◆ Stored data ◆
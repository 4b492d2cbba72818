//! World event fan-out.
//!
//! Producers (streamer, collision cache, pathfinder) publish [`WorldEvent`]s
//! into an [`EventBus`]; any number of listeners hold a channel receiver
//! obtained from [`EventBus::subscribe`]. Publishing never blocks, and
//! listeners that dropped their receiver are pruned on the next publish.

use std::sync::{Arc, Mutex, PoisonError};

use crossbeam_channel::{Receiver, Sender, unbounded};
use glam::Vec3;

use crate::coords::ChunkCoord;

/// Fire-and-forget notifications emitted by the world runtime.
#[derive(Clone, Debug, PartialEq)]
pub enum WorldEvent {
    /// A chunk entered the active window.
    ChunkActivated(ChunkCoord),
    /// A chunk left the active window.
    ChunkDeactivated(ChunkCoord),
    /// A collider was configured for a chunk.
    ColliderGenerated(ChunkCoord),
    /// A chunk's collider was culled or removed.
    ColliderRemoved(ChunkCoord),
    /// A path query finished; empty when no path was found.
    PathCalculated(Vec<Vec3>),
}

/// Observer registry that broadcasts [`WorldEvent`]s over channels.
///
/// Cloning the bus shares the same subscriber list.
#[derive(Clone, Default)]
pub struct EventBus {
    subscribers: Arc<Mutex<Vec<Sender<WorldEvent>>>>,
}

impl EventBus {
    /// Creates a bus with no subscribers.
    pub fn new() -> Self {
        Self::default()
    }

    /// Registers a new listener and returns its receiving end.
    pub fn subscribe(&self) -> Receiver<WorldEvent> {
        let (tx, rx) = unbounded();
        self.subscribers
            .lock()
            .unwrap_or_else(PoisonError::into_inner)
            .push(tx);
        rx
    }

    /// Delivers `event` to every live listener.
    pub fn publish(&self, event: WorldEvent) {
        let mut subscribers = self
            .subscribers
            .lock()
            .unwrap_or_else(PoisonError::into_inner);
        subscribers.retain(|tx| tx.send(event.clone()).is_ok());
    }

    /// Number of registered listeners (including ones not yet pruned).
    pub fn subscriber_count(&self) -> usize {
        self.subscribers
            .lock()
            .unwrap_or_else(PoisonError::into_inner)
            .len()
    }
}

impl std::fmt::Debug for EventBus {
    fn fmt(&self, f: &mut std::fmt::Formatter<'_>) -> std::fmt::Result {
        f.debug_struct("EventBus")
            .field("subscribers", &self.subscriber_count())
            .finish()
    }
}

◆ Exercise brief ◆
Lines holding the string "PoisonError" in the records above must be counted; give the number alone.

◆ Your response ◆
4